Content starts
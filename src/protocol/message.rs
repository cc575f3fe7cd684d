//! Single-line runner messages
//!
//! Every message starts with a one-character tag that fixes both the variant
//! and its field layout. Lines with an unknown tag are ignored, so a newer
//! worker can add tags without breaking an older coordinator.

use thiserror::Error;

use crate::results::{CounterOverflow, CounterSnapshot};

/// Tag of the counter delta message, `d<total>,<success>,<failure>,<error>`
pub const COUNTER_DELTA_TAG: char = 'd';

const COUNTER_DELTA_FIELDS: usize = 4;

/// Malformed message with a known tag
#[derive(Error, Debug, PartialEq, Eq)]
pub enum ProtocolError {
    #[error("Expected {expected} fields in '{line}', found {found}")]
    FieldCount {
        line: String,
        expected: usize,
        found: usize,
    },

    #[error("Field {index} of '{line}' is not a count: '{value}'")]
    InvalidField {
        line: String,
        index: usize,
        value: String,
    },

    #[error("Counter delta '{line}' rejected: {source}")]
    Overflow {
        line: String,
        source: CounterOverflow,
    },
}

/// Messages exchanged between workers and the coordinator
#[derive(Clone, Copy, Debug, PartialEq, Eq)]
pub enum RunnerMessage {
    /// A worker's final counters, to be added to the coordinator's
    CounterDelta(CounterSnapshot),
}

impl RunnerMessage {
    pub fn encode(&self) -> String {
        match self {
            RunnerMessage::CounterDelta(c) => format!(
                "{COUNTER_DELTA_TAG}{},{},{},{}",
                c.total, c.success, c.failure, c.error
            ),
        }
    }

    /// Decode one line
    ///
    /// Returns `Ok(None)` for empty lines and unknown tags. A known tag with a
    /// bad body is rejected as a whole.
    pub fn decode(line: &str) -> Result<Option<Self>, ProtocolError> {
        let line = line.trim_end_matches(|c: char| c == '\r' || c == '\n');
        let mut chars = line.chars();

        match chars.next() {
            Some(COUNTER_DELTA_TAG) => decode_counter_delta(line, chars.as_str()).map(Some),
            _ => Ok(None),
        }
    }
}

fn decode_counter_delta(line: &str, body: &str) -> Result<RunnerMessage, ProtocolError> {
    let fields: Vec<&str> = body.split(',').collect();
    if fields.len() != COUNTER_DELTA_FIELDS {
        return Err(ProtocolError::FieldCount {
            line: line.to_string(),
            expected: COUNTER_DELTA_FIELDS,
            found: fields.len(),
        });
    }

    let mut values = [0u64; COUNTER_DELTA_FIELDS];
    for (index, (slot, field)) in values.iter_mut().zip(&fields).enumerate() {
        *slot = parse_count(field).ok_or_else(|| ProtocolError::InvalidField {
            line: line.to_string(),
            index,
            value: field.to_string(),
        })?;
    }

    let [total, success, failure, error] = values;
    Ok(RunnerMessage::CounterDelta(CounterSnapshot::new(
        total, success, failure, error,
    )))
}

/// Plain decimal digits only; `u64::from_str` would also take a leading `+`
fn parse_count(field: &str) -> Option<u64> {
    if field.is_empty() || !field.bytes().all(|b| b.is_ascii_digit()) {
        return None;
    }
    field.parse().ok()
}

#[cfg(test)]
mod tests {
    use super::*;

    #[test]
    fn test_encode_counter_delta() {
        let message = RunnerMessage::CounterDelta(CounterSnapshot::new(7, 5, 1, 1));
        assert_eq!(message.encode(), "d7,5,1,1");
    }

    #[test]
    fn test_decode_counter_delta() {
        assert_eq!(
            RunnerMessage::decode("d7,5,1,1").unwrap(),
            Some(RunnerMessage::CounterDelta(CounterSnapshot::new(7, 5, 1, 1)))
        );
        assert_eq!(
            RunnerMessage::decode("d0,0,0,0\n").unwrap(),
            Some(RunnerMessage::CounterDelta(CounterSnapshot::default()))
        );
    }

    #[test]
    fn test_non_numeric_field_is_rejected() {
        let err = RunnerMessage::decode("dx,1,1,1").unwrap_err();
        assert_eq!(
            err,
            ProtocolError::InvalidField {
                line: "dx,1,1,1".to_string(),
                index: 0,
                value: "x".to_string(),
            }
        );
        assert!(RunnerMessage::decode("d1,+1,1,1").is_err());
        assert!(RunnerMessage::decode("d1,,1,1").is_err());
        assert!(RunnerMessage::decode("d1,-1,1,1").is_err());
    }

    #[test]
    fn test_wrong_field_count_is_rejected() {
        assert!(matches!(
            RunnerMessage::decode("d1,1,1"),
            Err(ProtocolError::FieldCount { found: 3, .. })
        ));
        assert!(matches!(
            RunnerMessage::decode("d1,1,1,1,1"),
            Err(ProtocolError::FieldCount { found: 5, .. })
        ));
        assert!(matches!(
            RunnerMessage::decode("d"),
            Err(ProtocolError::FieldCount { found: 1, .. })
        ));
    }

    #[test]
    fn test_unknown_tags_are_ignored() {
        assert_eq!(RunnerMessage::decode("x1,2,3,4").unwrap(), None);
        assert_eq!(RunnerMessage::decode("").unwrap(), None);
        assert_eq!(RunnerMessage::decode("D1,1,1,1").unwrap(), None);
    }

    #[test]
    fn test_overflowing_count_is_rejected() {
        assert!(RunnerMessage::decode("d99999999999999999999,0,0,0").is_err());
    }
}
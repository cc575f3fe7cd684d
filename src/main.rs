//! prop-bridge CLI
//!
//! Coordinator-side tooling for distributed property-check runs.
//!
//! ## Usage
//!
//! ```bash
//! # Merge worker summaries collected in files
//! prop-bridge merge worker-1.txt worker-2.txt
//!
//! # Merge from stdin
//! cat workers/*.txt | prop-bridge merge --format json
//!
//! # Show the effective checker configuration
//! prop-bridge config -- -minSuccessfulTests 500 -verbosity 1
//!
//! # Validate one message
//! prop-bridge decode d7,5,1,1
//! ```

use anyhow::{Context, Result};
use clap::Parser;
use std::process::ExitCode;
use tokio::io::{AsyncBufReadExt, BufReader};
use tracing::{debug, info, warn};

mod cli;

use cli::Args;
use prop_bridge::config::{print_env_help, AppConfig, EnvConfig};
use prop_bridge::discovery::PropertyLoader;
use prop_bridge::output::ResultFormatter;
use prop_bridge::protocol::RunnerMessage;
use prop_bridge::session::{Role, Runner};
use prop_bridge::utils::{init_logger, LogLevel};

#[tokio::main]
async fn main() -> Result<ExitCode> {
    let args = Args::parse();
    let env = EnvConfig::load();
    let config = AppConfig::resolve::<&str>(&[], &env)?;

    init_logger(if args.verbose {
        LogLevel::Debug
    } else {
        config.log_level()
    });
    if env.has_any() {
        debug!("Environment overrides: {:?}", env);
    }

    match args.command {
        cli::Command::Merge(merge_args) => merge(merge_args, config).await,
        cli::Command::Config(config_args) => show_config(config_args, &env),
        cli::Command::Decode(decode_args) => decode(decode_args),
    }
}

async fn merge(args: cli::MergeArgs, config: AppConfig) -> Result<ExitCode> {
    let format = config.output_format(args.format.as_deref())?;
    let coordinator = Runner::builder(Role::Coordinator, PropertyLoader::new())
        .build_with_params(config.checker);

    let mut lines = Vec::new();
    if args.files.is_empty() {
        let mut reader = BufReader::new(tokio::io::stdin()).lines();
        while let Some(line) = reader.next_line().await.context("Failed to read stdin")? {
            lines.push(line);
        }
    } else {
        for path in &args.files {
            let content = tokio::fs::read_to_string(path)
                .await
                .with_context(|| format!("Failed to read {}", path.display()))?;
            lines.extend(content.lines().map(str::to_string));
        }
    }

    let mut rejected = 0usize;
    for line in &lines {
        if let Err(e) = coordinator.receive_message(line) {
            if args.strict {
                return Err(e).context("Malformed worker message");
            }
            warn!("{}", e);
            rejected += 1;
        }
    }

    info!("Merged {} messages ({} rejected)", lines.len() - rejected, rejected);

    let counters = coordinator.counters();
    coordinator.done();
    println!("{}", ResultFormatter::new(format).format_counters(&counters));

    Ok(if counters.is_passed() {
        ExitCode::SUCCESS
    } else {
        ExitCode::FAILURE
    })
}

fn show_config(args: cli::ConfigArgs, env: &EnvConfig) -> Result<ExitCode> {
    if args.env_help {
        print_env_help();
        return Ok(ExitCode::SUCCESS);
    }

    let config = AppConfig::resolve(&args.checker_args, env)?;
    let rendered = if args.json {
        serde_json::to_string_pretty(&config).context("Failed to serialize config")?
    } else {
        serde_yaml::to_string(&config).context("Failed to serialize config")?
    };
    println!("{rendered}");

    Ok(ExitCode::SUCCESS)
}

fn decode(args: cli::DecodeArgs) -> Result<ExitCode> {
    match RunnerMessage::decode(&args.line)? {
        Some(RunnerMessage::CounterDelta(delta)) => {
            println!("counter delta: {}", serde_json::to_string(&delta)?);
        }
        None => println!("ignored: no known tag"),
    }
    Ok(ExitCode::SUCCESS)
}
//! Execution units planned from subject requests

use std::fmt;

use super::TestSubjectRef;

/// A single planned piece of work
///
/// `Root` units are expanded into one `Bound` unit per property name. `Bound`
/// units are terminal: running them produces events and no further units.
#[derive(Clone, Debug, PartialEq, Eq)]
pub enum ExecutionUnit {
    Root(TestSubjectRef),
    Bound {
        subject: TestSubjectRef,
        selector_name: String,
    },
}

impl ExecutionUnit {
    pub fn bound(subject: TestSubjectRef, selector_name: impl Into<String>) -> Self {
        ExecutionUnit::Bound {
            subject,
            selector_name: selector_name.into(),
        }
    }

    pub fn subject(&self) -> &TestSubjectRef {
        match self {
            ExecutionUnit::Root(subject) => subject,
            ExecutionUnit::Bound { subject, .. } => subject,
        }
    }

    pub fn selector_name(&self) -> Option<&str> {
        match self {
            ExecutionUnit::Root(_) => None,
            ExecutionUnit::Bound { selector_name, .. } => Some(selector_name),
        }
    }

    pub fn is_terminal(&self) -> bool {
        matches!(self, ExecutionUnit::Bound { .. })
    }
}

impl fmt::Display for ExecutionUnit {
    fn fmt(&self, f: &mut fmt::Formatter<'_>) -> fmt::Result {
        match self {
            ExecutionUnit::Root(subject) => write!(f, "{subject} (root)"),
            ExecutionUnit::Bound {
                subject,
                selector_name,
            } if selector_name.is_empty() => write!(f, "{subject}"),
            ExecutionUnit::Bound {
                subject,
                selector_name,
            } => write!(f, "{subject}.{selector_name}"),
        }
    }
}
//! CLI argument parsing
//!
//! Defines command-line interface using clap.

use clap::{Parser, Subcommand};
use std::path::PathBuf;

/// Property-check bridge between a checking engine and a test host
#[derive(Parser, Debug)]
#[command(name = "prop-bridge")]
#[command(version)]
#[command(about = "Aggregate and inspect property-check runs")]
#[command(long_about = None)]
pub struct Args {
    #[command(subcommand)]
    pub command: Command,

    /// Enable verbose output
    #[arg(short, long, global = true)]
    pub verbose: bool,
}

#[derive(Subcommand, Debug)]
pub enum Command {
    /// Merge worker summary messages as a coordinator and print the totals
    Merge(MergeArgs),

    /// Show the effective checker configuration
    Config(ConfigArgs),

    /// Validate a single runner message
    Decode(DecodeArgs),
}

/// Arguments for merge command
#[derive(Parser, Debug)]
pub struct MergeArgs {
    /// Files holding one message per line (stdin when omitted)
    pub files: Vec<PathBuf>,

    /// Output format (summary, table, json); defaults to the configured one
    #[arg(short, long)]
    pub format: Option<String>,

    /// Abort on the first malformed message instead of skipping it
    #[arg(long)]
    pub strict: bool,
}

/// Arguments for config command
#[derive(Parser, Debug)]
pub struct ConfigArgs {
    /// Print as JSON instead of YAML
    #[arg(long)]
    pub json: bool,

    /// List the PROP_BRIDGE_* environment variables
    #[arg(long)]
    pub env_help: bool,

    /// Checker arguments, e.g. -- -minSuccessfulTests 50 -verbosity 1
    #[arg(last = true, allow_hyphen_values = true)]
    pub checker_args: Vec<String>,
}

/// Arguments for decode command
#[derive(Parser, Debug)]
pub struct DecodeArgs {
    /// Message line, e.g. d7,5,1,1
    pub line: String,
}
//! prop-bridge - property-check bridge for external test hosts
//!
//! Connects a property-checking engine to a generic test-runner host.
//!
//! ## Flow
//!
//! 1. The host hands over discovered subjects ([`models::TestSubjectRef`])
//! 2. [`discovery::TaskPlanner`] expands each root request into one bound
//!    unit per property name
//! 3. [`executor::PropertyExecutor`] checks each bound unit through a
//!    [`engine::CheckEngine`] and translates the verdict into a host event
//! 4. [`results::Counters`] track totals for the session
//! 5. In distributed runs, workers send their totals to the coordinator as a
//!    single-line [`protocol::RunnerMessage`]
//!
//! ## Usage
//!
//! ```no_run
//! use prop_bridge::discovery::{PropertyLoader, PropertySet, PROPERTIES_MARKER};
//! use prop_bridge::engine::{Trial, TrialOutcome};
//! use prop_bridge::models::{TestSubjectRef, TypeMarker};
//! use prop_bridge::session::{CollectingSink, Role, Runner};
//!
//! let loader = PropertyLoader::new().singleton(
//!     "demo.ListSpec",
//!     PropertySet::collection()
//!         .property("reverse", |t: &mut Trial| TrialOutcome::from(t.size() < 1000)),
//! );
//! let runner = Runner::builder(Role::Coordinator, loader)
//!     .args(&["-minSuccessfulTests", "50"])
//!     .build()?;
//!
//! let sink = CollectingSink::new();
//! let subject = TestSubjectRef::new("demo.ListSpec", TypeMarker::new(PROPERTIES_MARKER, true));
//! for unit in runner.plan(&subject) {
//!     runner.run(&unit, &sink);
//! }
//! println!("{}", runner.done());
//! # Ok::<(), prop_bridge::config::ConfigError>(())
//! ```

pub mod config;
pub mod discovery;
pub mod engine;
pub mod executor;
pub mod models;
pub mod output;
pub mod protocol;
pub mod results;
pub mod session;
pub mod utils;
Content ends
Content starts
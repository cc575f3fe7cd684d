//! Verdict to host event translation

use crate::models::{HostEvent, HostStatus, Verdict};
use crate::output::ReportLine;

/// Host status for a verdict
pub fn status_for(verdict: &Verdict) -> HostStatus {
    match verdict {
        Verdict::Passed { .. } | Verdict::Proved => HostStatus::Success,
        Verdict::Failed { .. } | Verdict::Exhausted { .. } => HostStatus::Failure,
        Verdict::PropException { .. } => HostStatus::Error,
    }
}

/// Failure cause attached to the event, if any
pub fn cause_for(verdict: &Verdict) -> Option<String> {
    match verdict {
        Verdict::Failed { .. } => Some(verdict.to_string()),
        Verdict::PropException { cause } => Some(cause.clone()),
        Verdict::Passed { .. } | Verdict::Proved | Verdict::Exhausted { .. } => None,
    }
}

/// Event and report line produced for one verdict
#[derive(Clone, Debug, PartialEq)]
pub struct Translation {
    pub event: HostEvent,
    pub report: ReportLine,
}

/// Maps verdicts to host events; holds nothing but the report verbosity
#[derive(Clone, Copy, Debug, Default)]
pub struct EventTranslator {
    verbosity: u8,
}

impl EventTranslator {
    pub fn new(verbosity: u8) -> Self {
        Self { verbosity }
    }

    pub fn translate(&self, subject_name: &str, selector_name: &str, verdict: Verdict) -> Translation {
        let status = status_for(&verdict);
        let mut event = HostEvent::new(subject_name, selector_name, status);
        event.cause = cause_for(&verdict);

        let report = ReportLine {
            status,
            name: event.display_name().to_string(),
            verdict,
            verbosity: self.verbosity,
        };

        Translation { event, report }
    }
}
Content ends
Content starts
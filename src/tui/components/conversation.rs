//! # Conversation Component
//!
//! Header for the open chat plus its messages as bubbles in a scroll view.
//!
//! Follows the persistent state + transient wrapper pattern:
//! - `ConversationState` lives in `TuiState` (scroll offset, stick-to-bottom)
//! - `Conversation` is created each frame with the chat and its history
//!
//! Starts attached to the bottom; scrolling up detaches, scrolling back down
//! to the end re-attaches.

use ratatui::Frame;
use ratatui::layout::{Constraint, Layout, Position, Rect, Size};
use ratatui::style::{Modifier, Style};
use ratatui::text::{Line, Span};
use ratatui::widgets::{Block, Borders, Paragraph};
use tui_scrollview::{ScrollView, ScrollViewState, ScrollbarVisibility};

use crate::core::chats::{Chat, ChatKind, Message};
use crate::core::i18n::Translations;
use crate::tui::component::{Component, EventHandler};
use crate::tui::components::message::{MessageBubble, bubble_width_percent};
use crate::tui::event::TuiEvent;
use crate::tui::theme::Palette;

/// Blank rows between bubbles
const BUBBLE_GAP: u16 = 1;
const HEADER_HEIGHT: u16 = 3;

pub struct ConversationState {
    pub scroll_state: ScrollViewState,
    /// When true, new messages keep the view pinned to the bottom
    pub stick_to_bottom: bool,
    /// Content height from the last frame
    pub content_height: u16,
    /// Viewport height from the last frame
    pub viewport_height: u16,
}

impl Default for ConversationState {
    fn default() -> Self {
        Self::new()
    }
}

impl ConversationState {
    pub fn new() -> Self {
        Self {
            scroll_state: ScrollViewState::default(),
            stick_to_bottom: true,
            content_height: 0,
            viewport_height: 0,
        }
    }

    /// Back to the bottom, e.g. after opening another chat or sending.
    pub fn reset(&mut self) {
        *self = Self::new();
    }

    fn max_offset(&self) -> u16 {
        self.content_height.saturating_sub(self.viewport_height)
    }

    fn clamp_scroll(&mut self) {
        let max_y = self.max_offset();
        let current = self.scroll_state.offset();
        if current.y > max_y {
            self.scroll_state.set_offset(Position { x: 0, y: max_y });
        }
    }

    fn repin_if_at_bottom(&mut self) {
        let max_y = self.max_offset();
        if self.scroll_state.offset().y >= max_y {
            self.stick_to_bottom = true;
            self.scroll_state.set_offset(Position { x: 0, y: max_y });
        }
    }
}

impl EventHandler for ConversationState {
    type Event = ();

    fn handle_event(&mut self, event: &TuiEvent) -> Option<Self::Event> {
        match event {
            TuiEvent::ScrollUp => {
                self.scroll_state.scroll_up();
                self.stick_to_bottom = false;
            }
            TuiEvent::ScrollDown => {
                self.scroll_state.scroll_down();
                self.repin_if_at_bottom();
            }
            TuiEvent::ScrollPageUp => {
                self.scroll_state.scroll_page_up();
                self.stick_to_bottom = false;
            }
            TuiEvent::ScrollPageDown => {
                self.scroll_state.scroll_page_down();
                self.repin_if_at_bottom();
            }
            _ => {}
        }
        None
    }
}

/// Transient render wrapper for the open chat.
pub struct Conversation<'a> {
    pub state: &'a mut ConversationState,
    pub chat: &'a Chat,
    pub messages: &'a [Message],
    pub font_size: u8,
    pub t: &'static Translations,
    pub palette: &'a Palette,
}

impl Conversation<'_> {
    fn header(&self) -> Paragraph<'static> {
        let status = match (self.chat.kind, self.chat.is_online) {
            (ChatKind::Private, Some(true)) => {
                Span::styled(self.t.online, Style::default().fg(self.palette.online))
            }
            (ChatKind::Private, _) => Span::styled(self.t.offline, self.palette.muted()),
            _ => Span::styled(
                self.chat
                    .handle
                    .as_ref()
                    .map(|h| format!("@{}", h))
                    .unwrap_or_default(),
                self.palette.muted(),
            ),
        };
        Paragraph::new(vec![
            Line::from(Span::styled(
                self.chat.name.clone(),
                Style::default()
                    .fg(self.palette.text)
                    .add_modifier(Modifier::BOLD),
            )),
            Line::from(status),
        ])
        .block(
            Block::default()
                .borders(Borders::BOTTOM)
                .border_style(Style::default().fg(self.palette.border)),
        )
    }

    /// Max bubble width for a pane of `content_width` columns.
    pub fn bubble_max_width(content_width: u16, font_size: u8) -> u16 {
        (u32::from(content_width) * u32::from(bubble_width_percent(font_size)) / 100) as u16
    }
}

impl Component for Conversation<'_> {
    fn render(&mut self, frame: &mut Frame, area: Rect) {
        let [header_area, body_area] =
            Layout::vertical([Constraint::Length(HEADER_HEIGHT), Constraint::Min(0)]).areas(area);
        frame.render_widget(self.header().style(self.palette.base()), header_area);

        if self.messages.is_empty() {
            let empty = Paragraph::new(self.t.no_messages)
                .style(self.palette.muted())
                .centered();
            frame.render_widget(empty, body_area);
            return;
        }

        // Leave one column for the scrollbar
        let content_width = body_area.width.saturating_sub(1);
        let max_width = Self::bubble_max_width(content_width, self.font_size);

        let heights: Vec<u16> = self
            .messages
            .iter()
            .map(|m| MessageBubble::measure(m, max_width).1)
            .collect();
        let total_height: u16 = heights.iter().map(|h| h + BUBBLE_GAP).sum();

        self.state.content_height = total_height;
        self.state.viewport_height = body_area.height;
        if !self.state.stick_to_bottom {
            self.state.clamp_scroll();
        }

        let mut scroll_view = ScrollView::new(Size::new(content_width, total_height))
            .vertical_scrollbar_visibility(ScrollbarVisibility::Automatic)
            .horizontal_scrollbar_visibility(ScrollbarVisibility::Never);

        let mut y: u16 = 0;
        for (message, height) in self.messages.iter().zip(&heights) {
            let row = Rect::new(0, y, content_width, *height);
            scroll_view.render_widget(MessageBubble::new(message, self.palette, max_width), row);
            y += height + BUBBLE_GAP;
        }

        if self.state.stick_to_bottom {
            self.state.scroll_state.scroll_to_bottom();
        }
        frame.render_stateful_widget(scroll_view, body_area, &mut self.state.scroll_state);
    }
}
Content ends
Work required :: In the listing above, find the line with "for a verdict" and the line with "let status = status_for(&verdict);", then print exactly those two lines and every line between them, and nothing more.

Problem solution ::
/// Host status for a verdict
pub fn status_for(verdict: &Verdict) -> HostStatus {
    match verdict {
        Verdict::Passed { .. } | Verdict::Proved => HostStatus::Success,
        Verdict::Failed { .. } | Verdict::Exhausted { .. } => HostStatus::Failure,
        Verdict::PropException { .. } => HostStatus::Error,
    }
}

/// Failure cause attached to the event, if any
pub fn cause_for(verdict: &Verdict) -> Option<String> {
    match verdict {
        Verdict::Failed { .. } => Some(verdict.to_string()),
        Verdict::PropException { cause } => Some(cause.clone()),
        Verdict::Passed { .. } | Verdict::Proved | Verdict::Exhausted { .. } => None,
    }
}

/// Event and report line produced for one verdict
#[derive(Clone, Debug, PartialEq)]
pub struct Translation {
    pub event: HostEvent,
    pub report: ReportLine,
}

/// Maps verdicts to host events; holds nothing but the report verbosity
#[derive(Clone, Copy, Debug, Default)]
pub struct EventTranslator {
    verbosity: u8,
}

impl EventTranslator {
    pub fn new(verbosity: u8) -> Self {
        Self { verbosity }
    }

    pub fn translate(&self, subject_name: &str, selector_name: &str, verdict: Verdict) -> Translation {
        let status = status_for(&verdict);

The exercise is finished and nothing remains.